[[ SUPPLIED RECORDS open ]]
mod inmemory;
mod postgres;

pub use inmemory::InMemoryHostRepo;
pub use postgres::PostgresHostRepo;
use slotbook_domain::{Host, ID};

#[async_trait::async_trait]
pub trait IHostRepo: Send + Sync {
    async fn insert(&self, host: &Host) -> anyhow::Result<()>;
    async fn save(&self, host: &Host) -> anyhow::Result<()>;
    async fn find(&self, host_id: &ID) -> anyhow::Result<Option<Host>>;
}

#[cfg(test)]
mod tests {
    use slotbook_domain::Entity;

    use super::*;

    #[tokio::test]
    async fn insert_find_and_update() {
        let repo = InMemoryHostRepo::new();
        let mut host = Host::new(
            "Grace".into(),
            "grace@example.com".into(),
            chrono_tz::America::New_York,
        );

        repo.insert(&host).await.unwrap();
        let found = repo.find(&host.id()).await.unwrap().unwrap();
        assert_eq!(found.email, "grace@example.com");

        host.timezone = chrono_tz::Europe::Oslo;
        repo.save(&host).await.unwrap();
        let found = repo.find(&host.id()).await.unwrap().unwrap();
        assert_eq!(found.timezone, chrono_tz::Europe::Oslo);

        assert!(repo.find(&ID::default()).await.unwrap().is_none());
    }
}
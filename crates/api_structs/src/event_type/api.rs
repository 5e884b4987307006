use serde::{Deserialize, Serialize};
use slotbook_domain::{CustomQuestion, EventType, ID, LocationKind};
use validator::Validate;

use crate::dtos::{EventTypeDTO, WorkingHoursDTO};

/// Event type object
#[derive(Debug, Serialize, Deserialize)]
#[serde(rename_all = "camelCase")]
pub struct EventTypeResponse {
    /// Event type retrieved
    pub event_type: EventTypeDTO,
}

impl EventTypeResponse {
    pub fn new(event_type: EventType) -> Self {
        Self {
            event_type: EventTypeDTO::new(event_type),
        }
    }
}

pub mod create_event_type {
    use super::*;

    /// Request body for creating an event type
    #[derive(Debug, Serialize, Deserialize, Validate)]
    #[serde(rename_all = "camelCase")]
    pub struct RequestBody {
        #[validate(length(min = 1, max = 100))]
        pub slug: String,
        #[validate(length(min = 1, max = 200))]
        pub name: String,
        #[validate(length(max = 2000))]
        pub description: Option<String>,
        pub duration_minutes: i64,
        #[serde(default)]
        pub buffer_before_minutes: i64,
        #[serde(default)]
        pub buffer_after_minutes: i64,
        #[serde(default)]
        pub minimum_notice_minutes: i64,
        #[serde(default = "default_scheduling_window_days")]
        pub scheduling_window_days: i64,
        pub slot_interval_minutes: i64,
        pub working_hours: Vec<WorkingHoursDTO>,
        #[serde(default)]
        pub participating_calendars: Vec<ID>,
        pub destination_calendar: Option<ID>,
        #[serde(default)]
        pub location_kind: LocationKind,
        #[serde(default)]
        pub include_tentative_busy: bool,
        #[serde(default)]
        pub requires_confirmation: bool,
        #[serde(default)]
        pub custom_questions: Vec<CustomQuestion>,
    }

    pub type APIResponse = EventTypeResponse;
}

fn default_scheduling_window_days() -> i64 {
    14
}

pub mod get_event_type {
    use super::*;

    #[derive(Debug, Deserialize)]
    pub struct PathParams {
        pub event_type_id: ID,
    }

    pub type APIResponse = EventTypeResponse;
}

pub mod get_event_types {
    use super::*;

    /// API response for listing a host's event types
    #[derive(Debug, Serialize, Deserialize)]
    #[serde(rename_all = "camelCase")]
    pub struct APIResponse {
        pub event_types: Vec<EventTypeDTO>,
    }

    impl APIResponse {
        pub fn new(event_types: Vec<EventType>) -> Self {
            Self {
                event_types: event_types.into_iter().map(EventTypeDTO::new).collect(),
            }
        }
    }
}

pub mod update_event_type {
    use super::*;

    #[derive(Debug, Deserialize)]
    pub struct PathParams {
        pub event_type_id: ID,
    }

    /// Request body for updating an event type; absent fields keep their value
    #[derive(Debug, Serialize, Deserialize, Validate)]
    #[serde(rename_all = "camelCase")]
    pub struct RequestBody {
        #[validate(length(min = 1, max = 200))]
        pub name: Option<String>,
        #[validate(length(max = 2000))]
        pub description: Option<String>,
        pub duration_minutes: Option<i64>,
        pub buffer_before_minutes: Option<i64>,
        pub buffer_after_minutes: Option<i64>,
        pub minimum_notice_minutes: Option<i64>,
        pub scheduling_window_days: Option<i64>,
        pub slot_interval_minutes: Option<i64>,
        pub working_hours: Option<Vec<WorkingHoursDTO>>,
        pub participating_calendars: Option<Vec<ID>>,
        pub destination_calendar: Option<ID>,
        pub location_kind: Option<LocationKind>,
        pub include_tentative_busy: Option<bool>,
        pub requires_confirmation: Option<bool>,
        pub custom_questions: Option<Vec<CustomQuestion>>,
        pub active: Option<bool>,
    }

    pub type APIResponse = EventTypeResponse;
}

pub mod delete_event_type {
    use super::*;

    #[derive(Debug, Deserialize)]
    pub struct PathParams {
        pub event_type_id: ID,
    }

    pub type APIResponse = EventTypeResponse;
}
[[ SUPPLIED RECORDS closed ]]
**WORK ORDER**
Could every record be printed again exactly as it reads?

**SOLUTION TO THIS PROBLEM**
mod inmemory;
mod postgres;

pub use inmemory::InMemoryHostRepo;
pub use postgres::PostgresHostRepo;
use slotbook_domain::{Host, ID};

#[async_trait::async_trait]
pub trait IHostRepo: Send + Sync {
    async fn insert(&self, host: &Host) -> anyhow::Result<()>;
    async fn save(&self, host: &Host) -> anyhow::Result<()>;
    async fn find(&self, host_id: &ID) -> anyhow::Result<Option<Host>>;
}

#[cfg(test)]
mod tests {
    use slotbook_domain::Entity;

    use super::*;

    #[tokio::test]
    async fn insert_find_and_update() {
        let repo = InMemoryHostRepo::new();
        let mut host = Host::new(
            "Grace".into(),
            "grace@example.com".into(),
            chrono_tz::America::New_York,
        );

        repo.insert(&host).await.unwrap();
        let found = repo.find(&host.id()).await.unwrap().unwrap();
        assert_eq!(found.email, "grace@example.com");

        host.timezone = chrono_tz::Europe::Oslo;
        repo.save(&host).await.unwrap();
        let found = repo.find(&host.id()).await.unwrap().unwrap();
        assert_eq!(found.timezone, chrono_tz::Europe::Oslo);

        assert!(repo.find(&ID::default()).await.unwrap().is_none());
    }
}
filename crates/api_structs/src/event_type/api.rs
repository 5e884b4987307006
use serde::{Deserialize, Serialize};
use slotbook_domain::{CustomQuestion, EventType, ID, LocationKind};
use validator::Validate;

use crate::dtos::{EventTypeDTO, WorkingHoursDTO};

/// Event type object
#[derive(Debug, Serialize, Deserialize)]
#[serde(rename_all = "camelCase")]
pub struct EventTypeResponse {
    /// Event type retrieved
    pub event_type: EventTypeDTO,
}

impl EventTypeResponse {
    pub fn new(event_type: EventType) -> Self {
        Self {
            event_type: EventTypeDTO::new(event_type),
        }
    }
}

pub mod create_event_type {
    use super::*;

    /// Request body for creating an event type
    #[derive(Debug, Serialize, Deserialize, Validate)]
    #[serde(rename_all = "camelCase")]
    pub struct RequestBody {
        #[validate(length(min = 1, max = 100))]
        pub slug: String,
        #[validate(length(min = 1, max = 200))]
        pub name: String,
        #[validate(length(max = 2000))]
        pub description: Option<String>,
        pub duration_minutes: i64,
        #[serde(default)]
        pub buffer_before_minutes: i64,
        #[serde(default)]
        pub buffer_after_minutes: i64,
        #[serde(default)]
        pub minimum_notice_minutes: i64,
        #[serde(default = "default_scheduling_window_days")]
        pub scheduling_window_days: i64,
        pub slot_interval_minutes: i64,
        pub working_hours: Vec<WorkingHoursDTO>,
        #[serde(default)]
        pub participating_calendars: Vec<ID>,
        pub destination_calendar: Option<ID>,
        #[serde(default)]
        pub location_kind: LocationKind,
        #[serde(default)]
        pub include_tentative_busy: bool,
        #[serde(default)]
        pub requires_confirmation: bool,
        #[serde(default)]
        pub custom_questions: Vec<CustomQuestion>,
    }

    pub type APIResponse = EventTypeResponse;
}

fn default_scheduling_window_days() -> i64 {
    14
}

pub mod get_event_type {
    use super::*;

    #[derive(Debug, Deserialize)]
    pub struct PathParams {
        pub event_type_id: ID,
    }

    pub type APIResponse = EventTypeResponse;
}

pub mod get_event_types {
    use super::*;

    /// API response for listing a host's event types
    #[derive(Debug, Serialize, Deserialize)]
    #[serde(rename_all = "camelCase")]
    pub struct APIResponse {
        pub event_types: Vec<EventTypeDTO>,
    }

    impl APIResponse {
        pub fn new(event_types: Vec<EventType>) -> Self {
            Self {
                event_types: event_types.into_iter().map(EventTypeDTO::new).collect(),
            }
        }
    }
}

pub mod update_event_type {
    use super::*;

    #[derive(Debug, Deserialize)]
    pub struct PathParams {
        pub event_type_id: ID,
    }

    /// Request body for updating an event type; absent fields keep their value
    #[derive(Debug, Serialize, Deserialize, Validate)]
    #[serde(rename_all = "camelCase")]
    pub struct RequestBody {
        #[validate(length(min = 1, max = 200))]
        pub name: Option<String>,
        #[validate(length(max = 2000))]
        pub description: Option<String>,
        pub duration_minutes: Option<i64>,
        pub buffer_before_minutes: Option<i64>,
        pub buffer_after_minutes: Option<i64>,
        pub minimum_notice_minutes: Option<i64>,
        pub scheduling_window_days: Option<i64>,
        pub slot_interval_minutes: Option<i64>,
        pub working_hours: Option<Vec<WorkingHoursDTO>>,
        pub participating_calendars: Option<Vec<ID>>,
        pub destination_calendar: Option<ID>,
        pub location_kind: Option<LocationKind>,
        pub include_tentative_busy: Option<bool>,
        pub requires_confirmation: Option<bool>,
        pub custom_questions: Option<Vec<CustomQuestion>>,
        pub active: Option<bool>,
    }

    pub type APIResponse = EventTypeResponse;
}

pub mod delete_event_type {
    use super::*;

    #[derive(Debug, Deserialize)]
    pub struct PathParams {
        pub event_type_id: ID,
    }

    pub type APIResponse = EventTypeResponse;
}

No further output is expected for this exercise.